CEBU CITY — In a national real estate landscape marked by softening demand and cautious developers, one market continues to tell a different story. While certain segments in Metro Manila are entering a buyer’s market and provincial take-up slows elsewhere, Cebu is demonstrating a resilience that industry analysts attribute not to hype, but to deeply rooted structural demand.
“Cebu is not an oversupplied market,” said Jose Soberano, chairman of Cebu Landmasters Inc. (CLI), one of the province’s leading developers. “This is an end-user market where people buy homes to live in and protect as long-term investments.” That distinction matters. Unlike markets driven by speculative flipping, Cebu’s property sector is anchored by families, professionals, and overseas Filipino workers (OFWs) seeking permanent homes and stable assets.
The numbers bear this out. From 2016 to 2025, residential lot prices in Cebu rose by an average of 7 percent annually, with some premium projects posting compound annual growth rates as high as 27 percent. As of early 2026, the Bangko Sentral ng Pilipinas (BSP) reported that Metro Cebu residential prices grew approximately 10 percent year-on-year, outpacing most other regions.
What’s Supporting Cebu’s Resilience?
- Strong end-user market. Developers across Cebu report consistently low cancellation and delinquency rates, reflecting a buyer base that treats property as a long-term investment rather than a short-term speculation. In 2025, the affordable to lower mid-income segment (₱2.5 million to ₱7 million) accounted for two-thirds of all condominium units sold in Cebu, driven largely by end-users and first-time investors.
- Continuous infrastructure expansion. The Cebu Bus Rapid Transit (BRT) system began partial operations in late 2025, with Package 1 now 97.67 percent complete and expected to serve 34,000 passengers daily. Neighborhoods along its 13-kilometer route from the South Road Properties (SRP) to IT Park are already seeing price premiums. Beyond BRT, the Metro Cebu Urban Mass Rapid Transit—a 67.5-kilometer railway connecting Danao City to Carcar City—is undergoing feasibility studies, while the New Cebu International Container Port and Mactan-Cebu International Airport’s ongoing expansion continue to enhance regional connectivity.
- Growth in tourism, BPO, and logistics. Cebu’s office vacancy rate fell to 11 percent in 2025 from 16.6 percent in 2024, driven by strong leasing activity from BPOs and multinational firms. In 2025 alone, Cebu accounted for 150,000 square meters—or 55 percent—of provincial office take-up, representing 33 percent year-on-year growth. SM Prime is adding over 60,000 square meters of leasable office space in Cebu City by the fourth quarter of 2026, banking on surging demand in the country’s fastest-growing regional office market outside the capital.

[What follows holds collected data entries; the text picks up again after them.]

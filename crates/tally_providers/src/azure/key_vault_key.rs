//! Azure Key Vault keys (`azurerm_key_vault_key`).
//!
//! Location and SKU come from the vault the key belongs to, so the handler
//! needs `key_vault_id` resolved before it runs.

use rust_decimal::Decimal;
use tracing::warn;

use tally_schema::{
    calculate_tier_buckets, tier_start_amounts, CatalogFilter, CostComponent, PriceFilter, Quantity, Resource,
    ResourceData, UsageData,
};

use crate::error::Skip;
use crate::handler::CostHandler;

use super::VENDOR;

const KEY_VAULT_ID: &str = "key_vault_id";

const TRANSACTIONS_UNIT: &str = "10K transactions";
const TRANSACTIONS_BLOCK: i64 = 10_000;

/// Widths of the HSM-protected key tiers.
const HSM_KEY_TIERS: [u64; 3] = [250, 1250, 2500];
const HSM_KEY_TIER_LABELS: [&str; 4] = ["first 250", "next 1250", "next 2500", "over 4000"];

/// The vault attributes a key is priced by.
struct Vault {
    location: String,
    sku_name: String,
}

impl Vault {
    fn resolve(data: &ResourceData) -> Result<Self, Skip> {
        let Some(vault) = data.references(KEY_VAULT_ID).first() else {
            return Err(Skip::missing_reference(KEY_VAULT_ID, "the key vault"));
        };

        let location = vault.get("location").string();
        if location.is_empty() {
            return Err(Skip::missing_reference(KEY_VAULT_ID, "the location"));
        }

        Ok(Self {
            location,
            sku_name: title_case(&vault.get("sku_name").string()),
        })
    }

    fn component(
        &self,
        name: impl Into<String>,
        unit: &str,
        meter_name: &str,
        start_usage: impl Into<String>,
        quantity: Option<Decimal>,
        block: i64,
    ) -> CostComponent {
        CostComponent::new(
            name,
            unit,
            Quantity::Monthly(quantity.map(|q| q / Decimal::from(block))),
            CatalogFilter::new()
                .vendor(VENDOR)
                .region(&self.location)
                .service("Key Vault")
                .product_family("Security")
                .attribute("productName", "Key Vault")
                .attribute("skuName", &self.sku_name)
                .attribute("meterName", meter_name),
        )
        .with_price_filter(PriceFilter::purchase_option("Consumption").with_start_usage(start_usage))
    }
}

/// `standard` becomes `Standard`, as the catalog spells SKU names.
fn title_case(value: &str) -> String {
    let mut chars = value.chars();
    match chars.next() {
        Some(first) => first.to_uppercase().chain(chars).collect(),
        None => String::new(),
    }
}

/// Whole-number usage value, or `None` when the key is not supplied or is
/// not a number. A non-numeric value is warned about and treated as unknown.
fn usage_count(usage: Option<&UsageData>, key: &str) -> Option<Decimal> {
    let usage = usage.filter(|u| u.exists(key))?;
    let value = usage.get(key);
    match value.as_i64() {
        Some(count) => Some(Decimal::from(count)),
        None => {
            warn!(
                address = usage.address(),
                "Unrecognized {} value {:?}, leaving quantity unknown", key, value.string()
            );
            None
        }
    }
}

/// Handler for `azurerm_key_vault_key`.
#[derive(Debug, Clone, Default)]
pub struct KeyVaultKey;

impl KeyVaultKey {
    pub fn new() -> Self {
        Self
    }

    fn hsm_key_components(
        &self,
        vault: &Vault,
        key_type: &str,
        key_size: &str,
        usage: Option<&UsageData>,
    ) -> Vec<CostComponent> {
        let name = "HSM-protected keys";
        let meter_name = if key_type == "RSA-HSM" && key_size == "2048" {
            "Premium HSM-protected RSA 2048-bit key"
        } else {
            "Premium HSM-protected Advanced Key"
        };

        let Some(keys) = usage_count(usage, "hsm_protected_keys") else {
            return vec![vault.component(name, "months", meter_name, "0", None, 1)];
        };

        if key_type == "RSA-HSM" && key_size == "2048" {
            return vec![vault.component(name, "months", meter_name, "0", Some(keys), 1)];
        }

        let buckets = calculate_tier_buckets(keys, &HSM_KEY_TIERS);
        let starts = tier_start_amounts(&HSM_KEY_TIERS);

        buckets
            .into_iter()
            .zip(starts)
            .zip(HSM_KEY_TIER_LABELS)
            .enumerate()
            .filter(|(index, ((quantity, _), _))| *index == 0 || *quantity > Decimal::ZERO)
            .map(|(_, ((quantity, start), label))| {
                vault.component(
                    format!("{} ({})", name, label),
                    "months",
                    meter_name,
                    start.to_string(),
                    Some(quantity),
                    1,
                )
            })
            .collect()
    }
}

impl CostHandler for KeyVaultKey {
    fn resource_type(&self) -> &str {
        "azurerm_key_vault_key"
    }

    fn reference_attributes(&self) -> &[&'static str] {
        &[KEY_VAULT_ID]
    }

    fn notes(&self) -> &[&'static str] {
        &["HSM-protected keys are only priced for Premium vaults."]
    }

    fn build(&self, data: &ResourceData, usage: Option<&UsageData>) -> Result<Resource, Skip> {
        let vault = Vault::resolve(data)?;

        let key_type = data.get("key_type").string();
        let key_size = data.get("key_size").string();
        let is_hsm = key_type.ends_with("HSM");

        let mut components = vec![
            vault.component(
                "Secrets operations",
                TRANSACTIONS_UNIT,
                "Operations",
                "0",
                usage_count(usage, "monthly_secrets_operations"),
                TRANSACTIONS_BLOCK,
            ),
            vault.component(
                "Certificate operations",
                "renewals",
                "Certificate Renewal Request",
                "0",
                usage_count(usage, "monthly_certificate_renewal_requests"),
                1,
            ),
            vault.component(
                "Certificate operations",
                TRANSACTIONS_UNIT,
                "Operations",
                "0",
                usage_count(usage, "monthly_certificate_other_operations"),
                TRANSACTIONS_BLOCK,
            ),
            vault.component(
                "Storage key rotation",
                "renewals",
                "Secret Renewal",
                "0",
                usage_count(usage, "monthly_key_rotation_renewals"),
                1,
            ),
        ];

        let operations_key = "monthly_protected_keys_operations";
        let operations_supplied = usage.map_or(false, |u| u.exists(operations_key));
        let operations = usage_count(usage, operations_key);
        let operations_meter = if key_type == "RSA" && key_size == "2048" {
            "Operations"
        } else {
            "Advanced Key Operations"
        };

        if !is_hsm {
            components.push(vault.component(
                "Software-protected keys",
                TRANSACTIONS_UNIT,
                operations_meter,
                "0",
                operations,
                TRANSACTIONS_BLOCK,
            ));
        }

        if is_hsm && vault.sku_name == "Premium" {
            components.extend(self.hsm_key_components(&vault, &key_type, &key_size, usage));

            // Only emitted when usage supplies the operation count.
            if operations_supplied {
                components.push(vault.component(
                    "HSM-protected keys",
                    TRANSACTIONS_UNIT,
                    operations_meter,
                    "0",
                    operations,
                    TRANSACTIONS_BLOCK,
                ));
            }
        }

        Ok(Resource::new(data.address.clone()).with_cost_components(components))
    }
}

On the tourism front, Mactan-Cebu International Airport handled over 2.43 million passengers in the first two months of 2026, a 17 percent increase from the same period in 2025. The newly inaugurated ₱1.5‑billion Mactan Expo convention center, capable of accommodating nearly 3,000 people, positions Cebu as a major Meetings, Incentives, Conventions, and Exhibitions (MICE) destination.
- Limited prime land supply in strategic locations. Prime land in Cebu City’s key growth corridors is nearing full saturation. In hotspots like the South Road Properties (SRP), price appreciation has exceeded 15 percent year-on-year. The 58‑hectare City di Mare development at SRP has only eight hectares of prime commercial land remaining, divided into just 25 exclusive lots. This scarcity naturally supports price stability and long-term appreciation.
- Increasing investor confidence outside Metro Manila. A 2026 Colliers report highlighted Cebu, alongside Pampanga and Iloilo, as an emerging active business hub. Developers are increasingly steering expansion outside the capital, with Cebu emerging as a priority market for new malls, lifestyle centers, and foreign retail entrants.
What This Means for Buyers and Investors
A “slowing market” does not always mean declining value. In many cases, it signals more disciplined pricing, fewer speculative transactions, and stronger, more stable demand. For investors, this environment offers several advantages:
- Negotiation power. Buyers in Cebu can typically negotiate 6 to 12 percent off listing prices, with houses and luxury properties offering the most room for bargaining.
- Attractive rental yields. Condos in prime areas like IT Park and Cebu Business Park generate rental yields ranging from 5 to 7 percent annually, with some well-located units reaching 8 to 10 percent.
- Long-term appreciation. From 2016 to 2025, residential lot prices in Cebu rose by an average of 7 percent annually.
Fast growth attracts attention. But consistent performance builds wealth. Cebu’s ability to hold value—even during slower cycles—is what makes it one of the most watched real estate markets in the country. As the Bangko Sentral ng Pilipinas policy rate sits at 4.5 percent as of December 2025, mortgage financing remains more accessible than during the tighter period of 2023–2024. For buyers and investors with a long-term view, the current window presents a compelling entry point into a market that has consistently rewarded patience.